Its holders are entitled to free passage from the Corruption Eradication Commission (KPK). If politicians, members of Jokowi’s inner circle and the police are exempted from future corruption investigations, who else is left for the KPK to go after? Do we still need the KPK at all?

President Jokowi is the latest to buy himself a free pass through his decision not to issue the executive order to rescind the new KPK Law. The order is known in Indonesian as a Perppu, or regulation in lieu of law.

Not that he needs a free pass. But members of his inner circle would certainly find it handy.

While he has not completely ruled out the possibility of issuing a Perppu, saying that he simply does not want to preempt ongoing legal challenges at the Constitutional Court, the President is already looking to implement the law. He announced he would handpick the five members of the KPK supervisory council.

“Trust me,” said the President about his decision not to entrust the selection of the council members to anyone else.

The supervisory council, a new addition to the KPK Law, has the power to decide which cases the KPK will pursue and, by implication, which cases it should drop. The independence of the KPK, one of its chief strengths since it began operation in 2004, is no more.

Could the council, whose members are personally chosen by the President, pursue corruption cases involving members of Jokowi’s inner circle, including his bloated coalition government? Hardly.

But that’s not all.

The House of Representatives and the National Police were already ahead of the game when they selected the five new KPK commissioners to take the helm beginning in December. One clue that they were in the game was when they picked a senior police officer with questionable ethics as one of the five members.

Insp. Gen. Firly Bahuri was investigated in 2018 for possible ethical violations while serving as the KPK chief investigator. The internal inquiry, however, was stopped because his superiors pulled him out of the KPK in the nick of time — before any decision was reached.

Firly will soon return to the KPK, and adding insult to injury, the House of Representatives have had the audacity to make him the new KPK chief. The political parties have ensured their free passes.

The new KPK Law was clearly the result of a high-level conspiracy led by political parties with plenty of help from outside, including from President Jokowi’s administration. The new law not only stripped the KPK of its independence. It also stripped many of its powers, including wiretapping, which was an effective tool in the past to catch corrupt politicians in the act.

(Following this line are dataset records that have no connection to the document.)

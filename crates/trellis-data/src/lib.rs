//! Loader result data model and wire codec.
//!
//! This crate provides:
//! - `LoadResult` - Props-or-redirect outcome of one loader
//! - `LoaderResultSet` - Results aligned with a matched route chain
//! - `PageMeta` - Head metadata a page loader may return
//! - `encode_value` / `encode_error` / `decode` - Tagged value-or-error envelope

mod meta;
mod result;
mod wire;

pub use meta::*;
pub use result::*;
pub use wire::*;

The KPK bill was introduced in September, deliberated and then passed in record time: 11 days. This from a House notorious for its poor productivity legislation rate.

President Jokowi lent a hand by sending his ministers to the House to entertain deliberations on the bill when he could have stopped them. After the bill was passed unanimously by the House, he could have issued an executive order to have it rescinded. He did not exercise his power when it mattered.

He did tell critics of the KPK bill, who visited him in September, and also students who protested outside the House, that he would consider issuing the execitive order.

The President did sit on the KPK bill, refusing to sign it into law. But the bill automatically became law without his signature on Oct. 17, 30 days after the House’s endorsement.

Hopes that the President would issue the executive order after his second-term inauguration on Oct. 20 have been dashed with the announcement that he is looking for candidates to serve on the KPK supervisory council.

There is one last hope, albeit slim. The KPK Law could be rescinded by the Constitutional Court. But since one of the Court’s chiefs has gone to jail thanks to the KPK, it is unlikely that the justices would look kindly at the case. They too may want to make sure they get a free pass.

The KPK as we know it — the one that sent serving Cabinet ministers, powerful politicians, police generals, top prosecutors and judges, speakers of the House and the Regional Representative Council, governors and regency chiefs to jail — is no longer with us. Those days are gone for good.

In its place is a very different KPK, one that will generously distribute free passes. Anyone else need one?